Hardened types of tissue are found in a huge number of animal phyla – think bones and teeth in mammals, shells in molluscs – but when the ability to create such useful structures first evolved has long been something of a mystery.
Until now. Research published in the journal Science Advances reveals convincing evidence that tissue-hardening, known as “biomineralisation”, was occurring in a single-celled organism as early as 810 million years ago.
Scientists led by Phoebe Cohen of Williams College in Williamstown, Massachusetts, US, found evidence of mineralisation in minute fossils lodged in a rock formation called the Fifteenmile Group, in the Ogilvie Mountains in the Yukon region of Canada.
The fossils are of eukaryotic cells – regarded as the first complex organisms.

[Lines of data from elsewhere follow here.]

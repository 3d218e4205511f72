//! Layered configuration using figment.
//!
//! Sources, highest priority first:
//! 1. Environment variables (`FOCUS_*`, `__` separates nested keys)
//! 2. `focus.toml` in the working directory, or an explicit file
//! 3. Built-in defaults

use std::path::{Path, PathBuf};

use figment::{
    Figment,
    providers::{Env, Format, Serialized, Toml},
};
use serde::{Deserialize, Serialize};
use thiserror::Error;

use crate::ranking::FocusLimit;

pub const DEFAULT_CONFIG_FILE: &str = "focus.toml";

#[derive(Debug, Error)]
pub enum ConfigError {
    /// Figment extraction or merge error.
    #[error("Configuration error: {0}")]
    Figment(#[from] figment::Error),

    /// A configuration field has an invalid value.
    #[error("Invalid configuration value for '{field}': {reason}")]
    InvalidValue { field: String, reason: String },
}

const fn default_focus_limit() -> i64 {
    3
}

fn default_collection() -> String {
    "tasks".to_string()
}

fn default_log_filter() -> String {
    "info".to_string()
}

#[derive(Debug, Clone, PartialEq, Eq, Deserialize, Serialize)]
pub struct FocusConfig {
    /// Name of the task collection to subscribe to.
    #[serde(default = "default_collection")]
    pub collection: String,

    /// How many tasks the focus list shows. Kept raw so a bad value is
    /// reported by `focus_limit()` instead of failing the whole load.
    #[serde(default = "default_focus_limit")]
    pub focus_limit: i64,

    /// `tracing` filter used when `FOCUS_LOG` is not set.
    #[serde(default = "default_log_filter")]
    pub log_filter: String,
}

impl Default for FocusConfig {
    fn default() -> Self {
        Self {
            collection: default_collection(),
            focus_limit: default_focus_limit(),
            log_filter: default_log_filter(),
        }
    }
}

impl FocusConfig {
    /// Load from defaults, `./focus.toml` (if present) and `FOCUS_*`.
    pub fn load() -> Result<Self, ConfigError> {
        Self::load_from(None)
    }

    /// Like [`load`](Self::load), but an explicit file replaces `./focus.toml`.
    /// An explicit file that does not exist is an error.
    pub fn load_from(path: Option<&Path>) -> Result<Self, ConfigError> {
        let figment = match path {
            Some(path) => {
                if !path.exists() {
                    return Err(ConfigError::InvalidValue {
                        field: "config".to_string(),
                        reason: format!("file not found: {}", path.display()),
                    });
                }
                Self::figment_with(Some(path.to_path_buf()))
            }
            None => Self::figment(),
        };
        let config: Self = figment.extract()?;
        config.validate()?;
        Ok(config)
    }

    /// The default provider chain. Public so tests can layer on top.
    pub fn figment() -> Figment {
        let local = PathBuf::from(DEFAULT_CONFIG_FILE);
        Self::figment_with(local.exists().then_some(local))
    }

    fn figment_with(file: Option<PathBuf>) -> Figment {
        let mut figment = Figment::from(Serialized::defaults(Self::default()));
        if let Some(file) = file {
            figment = figment.merge(Toml::file(file));
        }
        figment.merge(Env::prefixed("FOCUS_").split("__").ignore(&["log"]))
    }

    pub fn focus_limit(&self) -> Result<FocusLimit, ConfigError> {
        FocusLimit::try_from(self.focus_limit).map_err(|err| ConfigError::InvalidValue {
            field: "focus_limit".to_string(),
            reason: err.to_string(),
        })
    }

    fn validate(&self) -> Result<(), ConfigError> {
        if self.collection.trim().is_empty() {
            return Err(ConfigError::InvalidValue {
                field: "collection".to_string(),
                reason: "must not be empty".to_string(),
            });
        }
        self.focus_limit()?;
        Ok(())
    }
}

#[cfg(test)]
mod tests {
    use super::*;
    use figment::Jail;

    #[test]
    fn defaults_are_correct() {
        let config = FocusConfig::default();
        assert_eq!(config.collection, "tasks");
        assert_eq!(config.focus_limit, 3);
        assert_eq!(config.log_filter, "info");
        assert_eq!(config.focus_limit().unwrap(), FocusLimit::DEFAULT);
    }

    #[test]
    fn toml_file_overrides_defaults() {
        Jail::expect_with(|jail| {
            jail.create_file(
                "focus.toml",
                r#"
                collection = "chores"
                focus_limit = 5
                "#,
            )?;

            let config = FocusConfig::load().expect("config loads");
            assert_eq!(config.collection, "chores");
            assert_eq!(config.focus_limit().unwrap().get(), 5);
            assert_eq!(config.log_filter, "info");
            Ok(())
        });
    }

    #[test]
    fn env_overrides_file() {
        Jail::expect_with(|jail| {
            jail.create_file("focus.toml", "focus_limit = 5")?;
            jail.set_env("FOCUS_FOCUS_LIMIT", "1");

            let config = FocusConfig::load().expect("config loads");
            assert_eq!(config.focus_limit, 1);
            Ok(())
        });
    }

    #[test]
    fn log_env_var_is_not_a_config_key() {
        Jail::expect_with(|jail| {
            jail.set_env("FOCUS_LOG", "trace");

            let config = FocusConfig::load().expect("config loads");
            assert_eq!(config.log_filter, "info");
            Ok(())
        });
    }

    #[test]
    fn negative_focus_limit_is_rejected() {
        Jail::expect_with(|jail| {
            jail.create_file("focus.toml", "focus_limit = -2")?;

            let err = FocusConfig::load().unwrap_err();
            assert!(matches!(
                err,
                ConfigError::InvalidValue { ref field, .. } if field == "focus_limit"
            ));
            Ok(())
        });
    }

    #[test]
    fn explicit_file_must_exist() {
        Jail::expect_with(|_jail| {
            let err = FocusConfig::load_from(Some(Path::new("missing.toml"))).unwrap_err();
            assert!(matches!(err, ConfigError::InvalidValue { .. }));
            Ok(())
        });
    }

    #[test]
    fn explicit_file_is_used_instead_of_local() {
        Jail::expect_with(|jail| {
            jail.create_file("focus.toml", "collection = \"local\"")?;
            jail.create_file("other.toml", "collection = \"other\"")?;

            let config = FocusConfig::load_from(Some(Path::new("other.toml"))).unwrap();
            assert_eq!(config.collection, "other");
            Ok(())
        });
    }
}
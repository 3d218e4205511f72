//! Domain model (IDs, task records, importance, snapshots, errors).

pub mod context;
pub mod errors;
pub mod ids;
pub mod importance;
mod lenient;
pub mod snapshot;
pub mod task;

pub use context::TaskContext;
pub use errors::FocusError;
pub use ids::{SubscriptionId, TaskId};
pub use importance::Importance;
pub use snapshot::Snapshot;
pub use task::{Task, TaskDraft};
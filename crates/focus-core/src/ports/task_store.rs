//! TaskStore port - タスクコレクションの正本（source of truth）
//!
//! 永続化・リアルタイム同期・競合解決はすべてストア側（外部のドキュメントストア）の責務です。
//! コアはこの trait を通して書き込み命令を出し、スナップショットを購読するだけです。
//!
//! # 実装
//! - `impls::InMemoryTaskStore`（開発用・テスト用）

use std::sync::Arc;

use async_trait::async_trait;
use thiserror::Error;

use crate::domain::{Snapshot, TaskDraft, TaskId};
use crate::ports::Subscription;

#[derive(Debug, Error)]
pub enum StoreError {
    /// 更新対象のドキュメントが存在しない
    #[error("document not found: {0}")]
    NotFound(TaskId),

    /// 接続断など、ストア側で処理できなかった
    #[error("store unavailable: {0}")]
    Unavailable(String),
}

/// TaskStore は 1 つのコレクションへの書き込みと購読を提供
///
/// # セマンティクス（ドキュメントストアに合わせる）
/// - `create`: ID と `createdAt` はストアが払い出す
/// - `update`: 編集可能な 4 フィールドのみ上書き。存在しなければ `NotFound`
/// - `delete`: 存在しなくても成功
/// - `subscribe`: 現在のスナップショットから始まる購読
#[async_trait]
pub trait TaskStore: Send + Sync {
    /// コレクション名
    fn collection(&self) -> &str;

    async fn create(&self, draft: TaskDraft) -> Result<TaskId, StoreError>;

    async fn update(&self, id: &TaskId, draft: TaskDraft) -> Result<(), StoreError>;

    async fn delete(&self, id: &TaskId) -> Result<(), StoreError>;

    /// 現在のスナップショットを 1 回だけ取得
    async fn snapshot(&self) -> Result<Arc<Snapshot>, StoreError>;

    fn subscribe(&self) -> Subscription;
}
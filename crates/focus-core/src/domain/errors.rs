//! Errors - コアのエラー型
//!
//! 永続化層の障害（接続断・書き込み競合など）は `StoreError` に閉じ込め、
//! ここでは呼び出し側の入力ミスとストア由来のエラーを区別するだけにします。

use thiserror::Error;

use super::ids::TaskId;
use crate::ports::StoreError;

#[derive(Debug, Error)]
pub enum FocusError {
    /// 呼び出し側が渡した値が不正（負の limit、未知の importance での保存など）
    #[error("invalid argument `{name}`: {reason}")]
    InvalidArgument { name: &'static str, reason: String },

    /// 空（空白のみ）のタイトルは保存しない
    #[error("task title must not be empty")]
    EmptyTitle,

    #[error("task not found: {0}")]
    TaskNotFound(TaskId),

    #[error(transparent)]
    Store(StoreError),
}

impl FocusError {
    pub fn invalid_argument(name: &'static str, reason: impl Into<String>) -> Self {
        FocusError::InvalidArgument {
            name,
            reason: reason.into(),
        }
    }
}

impl From<StoreError> for FocusError {
    fn from(err: StoreError) -> Self {
        match err {
            StoreError::NotFound(id) => FocusError::TaskNotFound(id),
            other => FocusError::Store(other),
        }
    }
}

#[cfg(test)]
mod tests {
    use super::*;

    #[test]
    fn not_found_maps_to_task_not_found() {
        let err = FocusError::from(StoreError::NotFound(TaskId::new("doc-1")));
        assert!(matches!(err, FocusError::TaskNotFound(ref id) if id.as_str() == "doc-1"));
    }

    #[test]
    fn other_store_errors_are_wrapped() {
        let err = FocusError::from(StoreError::Unavailable("timeout".to_string()));

        assert!(matches!(err, FocusError::Store(StoreError::Unavailable(_))));
        assert_eq!(err.to_string(), "store unavailable: timeout");
    }
}
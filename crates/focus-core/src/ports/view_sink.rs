//! ViewSink port - 描画側（UI）への出口
//!
//! スナップショットごとに 1 回、ランキング済みのビューが渡されます。

use crate::ranking::RankedView;

pub trait ViewSink: Send {
    fn render(&mut self, view: &RankedView);
}

/// 受け取ったビューをそのまま溜める（テスト・デバッグ用）
#[derive(Debug, Default)]
pub struct CollectingSink {
    pub views: Vec<RankedView>,
}

impl CollectingSink {
    pub fn last(&self) -> Option<&RankedView> {
        self.views.last()
    }
}

impl ViewSink for CollectingSink {
    fn render(&mut self, view: &RankedView) {
        self.views.push(view.clone());
    }
}
//! TaskContext - タスクの文脈タグ（表示用のみ、ランキングには影響しない）

use serde::{Deserialize, Deserializer, Serialize};
use std::fmt;

use super::lenient;

#[derive(Debug, Clone, Copy, PartialEq, Eq, Hash, Default, Serialize)]
pub enum TaskContext {
    Home,
    Study,
    Work,
    Errands,

    /// 未知の値もここに寄せる（フォームのデフォルトと同じ）
    #[default]
    General,
}

impl TaskContext {
    /// フォームに並べる順
    pub const ALL: [TaskContext; 5] = [
        TaskContext::General,
        TaskContext::Home,
        TaskContext::Study,
        TaskContext::Work,
        TaskContext::Errands,
    ];

    pub fn as_str(self) -> &'static str {
        match self {
            TaskContext::General => "General",
            TaskContext::Home => "Home",
            TaskContext::Study => "Study",
            TaskContext::Work => "Work",
            TaskContext::Errands => "Errands",
        }
    }
}

impl fmt::Display for TaskContext {
    fn fmt(&self, f: &mut fmt::Formatter<'_>) -> fmt::Result {
        f.write_str(self.as_str())
    }
}

impl<'de> Deserialize<'de> for TaskContext {
    fn deserialize<D>(deserializer: D) -> Result<Self, D::Error>
    where
        D: Deserializer<'de>,
    {
        let name = lenient::tag_name(deserializer)?;
        Ok(TaskContext::ALL
            .into_iter()
            .find(|context| name.as_deref() == Some(context.as_str()))
            .unwrap_or_default())
    }
}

Every living thing except bacteria and archaea is made of eukaryotes – cells that feature discrete organelles – including a nucleus – contained within membranes.
To make their discovery, Cohen and colleagues studied unicellular fossils found in a large slab of mud, slate and limestone.
Looking at the samples through a high-resolution microscope the team found signs of long, thin mineralised fibres – shapes that indicated a biological rather than geological origin.
Dating placed the fossils at around 810 million years old, placing them pretty much in the middle of the Neoproterozoic Era, which ran from about 1000 million years ago to the dawn of the Paleozoic Era about 550 million years later.
At that time, Fifteenmile area would have been under the ocean. Cohen and her colleagues suggest that the water would have been high in dissolved calcium phosphate – a necessary compound for the advent of hardened tissue.
The chemical load, the researchers write, may have provided the “opportunity for eukaryotes to explore biomineralisation for what may have been the first time in Earth’s history.”